Thousands of poor, low-wage workers, activists and religious leaders across the United States have kicked off a revival of the Poor People's Campaign, a civil disobedience movement founded 50 years ago by the Rev. Martin Luther King Jr.
The 2018 campaign will involve 40 days of protests and action at more than 30 state capitals and Washington, D.C., aimed at relaunching a fight against poverty, war and income inequality that first took root half a century ago.
In 1968, King created a multicultural, multifaith coalition after witnessing hunger in the rural town of Marks, Mississippi, about 113 kilometers (70 miles) south of Memphis, Tennessee. He envisioned a march of the poor, descending on the nation's capital to demand better living conditions and higher wages.
On May 13, 1968, more than 100 people departed Marks in covered wagons pulled by mules. Black-and-white photos taken by James Goldman show covered wagons with slogans painted on their canvas tops: "Feed the Poor,'' "Injustice is a Sin in the Sight of God'' and "Which is Better? Send Man to Moon or Feed Him on Earth.''
The caravan spent a month traveling to Atlanta, then the entire group — people, wagons and mules — boarded trains that took them to a suburb of Washington, D.C.
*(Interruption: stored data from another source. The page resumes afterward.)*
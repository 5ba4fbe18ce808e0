//! Error types for mesh construction and queries.

use hydrograph_core::EntityKind;
use std::fmt;

/// Errors arising from mesh construction or entity queries.
#[derive(Clone, Debug, PartialEq)]
pub enum MeshError {
    /// Attempted to construct a mesh with zero cells.
    EmptyMesh,
    /// Node coordinates, areas or volumes are not physically valid.
    InvalidGeometry {
        /// What went wrong.
        reason: String,
    },
    /// An entity index is out of range.
    UnknownEntity {
        /// Entity kind queried.
        kind: EntityKind,
        /// The offending index.
        id: usize,
    },
    /// A parent-map lookup found no parent entity.
    NoParent {
        /// Entity kind queried.
        kind: EntityKind,
        /// The child entity.
        id: usize,
    },
}

impl fmt::Display for MeshError {
    fn fmt(&self, f: &mut fmt::Formatter<'_>) -> fmt::Result {
        match self {
            Self::EmptyMesh => write!(f, "mesh must have at least one cell"),
            Self::InvalidGeometry { reason } => write!(f, "invalid geometry: {reason}"),
            Self::UnknownEntity { kind, id } => write!(f, "no {kind:?} with index {id}"),
            Self::NoParent { kind, id } => write!(f, "{kind:?} {id} has no parent entity"),
        }
    }
}

impl std::error::Error for MeshError {}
Organizers of the new Poor People's Campaign say King's vision has yet to be realized.
They are calling for a list of demands, including changes to federal and state living wage laws that are "commensurate for the 21st century economy," a reinvestment in public housing, a repeal to the 2017 GOP-led tax plan, an end to America's militarism, reallocation of "resources from the military budget to education, health care, jobs and green infrastructure needs," and eradicating systemic racism.
According to the U.S. Census, there are nearly 41 million people living in poverty, although activists say the actual number is likely much higher. The federal poverty level in 2018 is considered $25,001 annually for a family of four.
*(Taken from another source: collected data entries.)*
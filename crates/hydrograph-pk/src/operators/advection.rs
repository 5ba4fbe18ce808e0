//! First-order upwind advection of a cell quantity by face fluxes.

use std::sync::Arc;

use hydrograph_core::{EntityKind, StateError};
use hydrograph_mesh::{Mesh, Parallel};

use crate::bc::{BcKind, BoundaryConditions};

/// Net advective inflow per cell.
///
/// For each face flux `q_f` (along the face normal) the carried value is
/// taken from the upwind side: the cell the flux leaves, or on inflow
/// boundary faces the Dirichlet value of `bcs` (the interior cell's own
/// value where none is set).
pub struct UpwindAdvection {
    mesh: Arc<dyn Mesh>,
    ncells: usize,
    nfaces: usize,
}

impl std::fmt::Debug for UpwindAdvection {
    fn fmt(&self, f: &mut std::fmt::Formatter<'_>) -> std::fmt::Result {
        f.debug_struct("UpwindAdvection")
            .field("mesh", &self.mesh.name())
            .finish()
    }
}

impl UpwindAdvection {
    /// An operator on `mesh`.
    pub fn new(mesh: Arc<dyn Mesh>) -> Self {
        Self {
            ncells: mesh.num_entities(EntityKind::Cell, Parallel::Used),
            nfaces: mesh.num_entities(EntityKind::Face, Parallel::Used),
            mesh,
        }
    }

    /// Write `sum_f (inflow - outflow)` of `flux * field` into `out`.
    pub fn apply(
        &self,
        flux: &[f64],
        field: &[f64],
        bcs: Option<&BoundaryConditions>,
        out: &mut [f64],
    ) -> Result<(), StateError> {
        if flux.len() != self.nfaces || field.len() != self.ncells || out.len() != self.ncells {
            return Err(StateError::ShapeMismatch {
                reason: format!(
                    "advection on {} cells / {} faces got flux {}, field {}, output {}",
                    self.ncells,
                    self.nfaces,
                    flux.len(),
                    field.len(),
                    out.len()
                ),
            });
        }
        out.fill(0.0);
        for (c, out_c) in out.iter_mut().enumerate() {
            for (f, dir) in self.mesh.cell_faces_and_dirs(c) {
                let outflow = f64::from(dir) * flux[f];
                if outflow >= 0.0 {
                    *out_c -= outflow * field[c];
                    continue;
                }
                let cells = self.mesh.face_cells(f);
                let upwind = match cells.iter().find(|&&other| other != c) {
                    Some(&other) => field[other],
                    None => match bcs {
                        Some(b) if b.kind(f) == BcKind::Dirichlet => b.value(f),
                        _ => field[c],
                    },
                };
                *out_c -= outflow * upwind;
            }
        }
        Ok(())
    }
}

#[cfg(test)]
mod tests {
    use super::*;
    use hydrograph_mesh::ColumnMesh;

    #[test]
    fn interior_transfer_conserves() {
        let mesh: Arc<dyn Mesh> = Arc::new(ColumnMesh::uniform("domain", 0.0, 2.0, 2).unwrap());
        let op = UpwindAdvection::new(mesh);
        // Upward flux through the middle face only.
        let mut out = [0.0; 2];
        op.apply(&[0.0, 2.0, 0.0], &[3.0, 5.0], None, &mut out).unwrap();
        assert_eq!(out, [-6.0, 6.0]);
    }

    #[test]
    fn inflow_boundary_uses_dirichlet_value() {
        let mesh: Arc<dyn Mesh> = Arc::new(ColumnMesh::uniform("domain", 0.0, 1.0, 1).unwrap());
        let op = UpwindAdvection::new(mesh);
        let mut bcs = BoundaryConditions::new(2);
        bcs.set_dirichlet(0, 7.0);
        let mut out = [0.0; 1];
        // Upward flux through both faces: in at the bottom, out at the top.
        op.apply(&[1.0, 1.0], &[2.0], Some(&bcs), &mut out).unwrap();
        assert_eq!(out, [7.0 - 2.0]);
    }
}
Organizers with the campaign, led by the Revs. William Barber of North Carolina and Liz Theoharis of New York, say official measures of poverty are too narrow and do not take into account the number of people struggling in an era of stagnant low wages, and steep rises in rents and living expenses.
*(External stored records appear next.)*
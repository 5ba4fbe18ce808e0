//! Van Genuchten water retention and relative permeability.
//!
//! [`VanGenuchten`] is the scalar model. [`WrmEvaluator`] maps pressure to
//! liquid and gas saturation; [`RelPermEvaluator`] maps liquid saturation
//! to relative permeability. Both evaluate on every component of their
//! outputs; a `boundary_face` component reads the pressure on the matching
//! face.

use hydrograph_core::keys::{mesh_of, read_key};
use hydrograph_core::{
    CompositeVector, ConfigError, EntityKind, FieldShape, KeyTag, ParameterList, StateError, Tag,
};
use hydrograph_state::{EvalContext, Evaluator};

use crate::common::{domain_from, eval_failed, output_key, unsupported};

/// Standard atmospheric pressure [Pa].
pub const P_ATM: f64 = 101325.0;

const WRM_TOLERANCE: f64 = 1e-10;

/// Closure used to turn saturation into relative permeability.
#[derive(Clone, Copy, Debug, PartialEq, Eq)]
pub enum KrelFunction {
    /// `k = se^l (1 - (1 - se^(1/m))^m)^2`.
    Mualem,
    /// `k = se^2 (1 - (1 - se^(1/m))^m)`.
    Burdine,
}

/// Cubic Hermite interpolant on `[x0, x1]`.
#[derive(Clone, Copy, Debug, PartialEq)]
struct Hermite {
    x0: f64,
    x1: f64,
    y0: f64,
    y1: f64,
    d0: f64,
    d1: f64,
}

impl Hermite {
    fn value(&self, x: f64) -> f64 {
        let h = self.x1 - self.x0;
        let t = (x - self.x0) / h;
        let (t2, t3) = (t * t, t * t * t);
        (2.0 * t3 - 3.0 * t2 + 1.0) * self.y0
            + (t3 - 2.0 * t2 + t) * h * self.d0
            + (-2.0 * t3 + 3.0 * t2) * self.y1
            + (t3 - t2) * h * self.d1
    }

    fn derivative(&self, x: f64) -> f64 {
        let h = self.x1 - self.x0;
        let t = (x - self.x0) / h;
        let t2 = t * t;
        ((6.0 * t2 - 6.0 * t) * self.y0
            + (3.0 * t2 - 4.0 * t + 1.0) * h * self.d0
            + (-6.0 * t2 + 6.0 * t) * self.y1
            + (3.0 * t2 - 2.0 * t) * h * self.d1)
            / h
    }
}

/// Van Genuchten water retention model.
#[derive(Clone, Debug, PartialEq)]
pub struct VanGenuchten {
    alpha: f64,
    m: f64,
    n: f64,
    sr: f64,
    l: f64,
    function: KrelFunction,
    s0: f64,
    fit: Option<Hermite>,
    p_atm: f64,
}

impl VanGenuchten {
    /// Build from a parameter list.
    ///
    /// Requires `"van Genuchten alpha"` and one of `"van Genuchten m"` /
    /// `"van Genuchten n"`.
    pub fn from_plist(plist: &ParameterList) -> Result<Self, ConfigError> {
        let function = match plist.get_string_or("Krel function name", "Mualem")?.as_str() {
            "Mualem" => KrelFunction::Mualem,
            "Burdine" => KrelFunction::Burdine,
            other => {
                return Err(plist.invalid(
                    "Krel function name",
                    format!("'{other}' is not one of Mualem, Burdine"),
                ))
            }
        };
        let alpha = plist.get_f64("van Genuchten alpha")?;
        let sr = plist.get_f64_or("residual saturation", 0.0)?;
        let l = plist.get_f64_or("Mualem exponent l", 0.5)?;

        let (m, n) = if plist.is_parameter("van Genuchten m") {
            let m = plist.get_f64("van Genuchten m")?;
            let n = match function {
                KrelFunction::Mualem => 1.0 / (1.0 - m),
                KrelFunction::Burdine => 2.0 / (1.0 - m),
            };
            (m, n)
        } else {
            let n = plist.get_f64("van Genuchten n")?;
            let m = match function {
                KrelFunction::Mualem => 1.0 - 1.0 / n,
                KrelFunction::Burdine => 1.0 - 2.0 / n,
            };
            (m, n)
        };
        let smoothing = plist.get_f64_or("smoothing interval width [saturation]", 0.0)?;
        let p_atm = plist.get_f64_or("atmospheric pressure", P_ATM)?;

        if !(alpha > 0.0) {
            return Err(plist.invalid("van Genuchten alpha", "must be positive"));
        }
        if !(m > 0.0 && m < 1.0) {
            return Err(plist.invalid("van Genuchten m", format!("m = {m} must lie in (0, 1)")));
        }
        if !(0.0..1.0).contains(&sr) {
            return Err(plist.invalid("residual saturation", "must lie in [0, 1)"));
        }
        if !(0.0..1.0).contains(&smoothing) {
            return Err(plist.invalid(
                "smoothing interval width [saturation]",
                "must lie in [0, 1)",
            ));
        }

        let mut model = Self {
            alpha,
            m,
            n,
            sr,
            l,
            function,
            s0: 1.0 - smoothing,
            fit: None,
            p_atm,
        };
        if model.s0 < 1.0 {
            let s0 = model.s0;
            model.fit = Some(Hermite {
                x0: s0,
                x1: 1.0,
                y0: model.k_relative(s0),
                y1: 1.0,
                d0: model.d_k_relative(s0),
                d1: 0.0,
            });
        }
        Ok(model)
    }

    /// Reference atmospheric pressure used to form capillary pressure.
    pub fn p_atm(&self) -> f64 {
        self.p_atm
    }

    /// Capillary pressure `p_atm - p`.
    pub fn capillary_pressure_of(&self, p: f64) -> f64 {
        self.p_atm - p
    }

    fn effective(&self, s: f64) -> f64 {
        ((s - self.sr) / (1.0 - self.sr)).clamp(0.0, 1.0)
    }

    /// Relative permeability as a function of liquid saturation.
    pub fn k_relative(&self, s: f64) -> f64 {
        if s <= self.s0 {
            let se = self.effective(s);
            match self.function {
                KrelFunction::Mualem => {
                    se.powf(self.l) * (1.0 - (1.0 - se.powf(1.0 / self.m)).powf(self.m)).powi(2)
                }
                KrelFunction::Burdine => {
                    se * se * (1.0 - (1.0 - se.powf(1.0 / self.m)).powf(self.m))
                }
            }
        } else if s >= 1.0 {
            1.0
        } else {
            self.fit.map_or(1.0, |f| f.value(s))
        }
    }

    /// `d k_relative / d s`.
    pub fn d_k_relative(&self, s: f64) -> f64 {
        if s <= self.s0 {
            let se = self.effective(s);
            if se <= 0.0 {
                return 0.0;
            }
            let x = se.powf(1.0 / self.m);
            if (1.0 - x).abs() < WRM_TOLERANCE {
                return 0.0;
            }
            let y = (1.0 - x).powf(self.m);
            let dkdse = match self.function {
                KrelFunction::Mualem => {
                    (1.0 - y)
                        * (self.l * (1.0 - y) + 2.0 * x * y / (1.0 - x))
                        * se.powf(self.l - 1.0)
                }
                KrelFunction::Burdine => (2.0 * (1.0 - y) + x / (1.0 - x)) * se,
            };
            dkdse / (1.0 - self.sr)
        } else if s >= 1.0 {
            0.0
        } else {
            self.fit.map_or(0.0, |f| f.derivative(s))
        }
    }

    /// Liquid saturation as a function of capillary pressure.
    pub fn saturation(&self, pc: f64) -> f64 {
        if pc > 0.0 {
            (1.0 + (self.alpha * pc).powf(self.n)).powf(-self.m) * (1.0 - self.sr) + self.sr
        } else {
            1.0
        }
    }

    /// `d saturation / d pc`.
    pub fn d_saturation(&self, pc: f64) -> f64 {
        if pc > 0.0 {
            -self.m
                * self.n
                * (1.0 + (self.alpha * pc).powf(self.n)).powf(-self.m - 1.0)
                * (self.alpha * pc).powf(self.n - 1.0)
                * self.alpha
                * (1.0 - self.sr)
        } else {
            0.0
        }
    }

    /// Capillary pressure as a function of liquid saturation.
    pub fn capillary_pressure(&self, s: f64) -> f64 {
        let se = ((s - self.sr) / (1.0 - self.sr)).clamp(1e-40, 1.0);
        if se < 1e-8 {
            se.powf(-1.0 / (self.m * self.n)) / self.alpha
        } else {
            (se.powf(-1.0 / self.m) - 1.0).powf(1.0 / self.n) / self.alpha
        }
    }

    /// Relative permeability as a function of pressure.
    pub fn k_relative_of_pressure(&self, p: f64) -> f64 {
        self.k_relative(self.saturation(self.capillary_pressure_of(p)))
    }
}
On Monday, participants in the nationwide protests took their message to social media.
"Everybody's got a right to live. That's why @unitedchurch advocates are on Capitol Hill today with the #PoorPeoplesCampaign. Someone is hurting our people and we will not be silent anymore!" tweeted the UCC Justice & Witness Ministries.
Later Monday, organizers of the campaign tweeted that hundreds of people had been "arrested across the country standing up for truth & justice."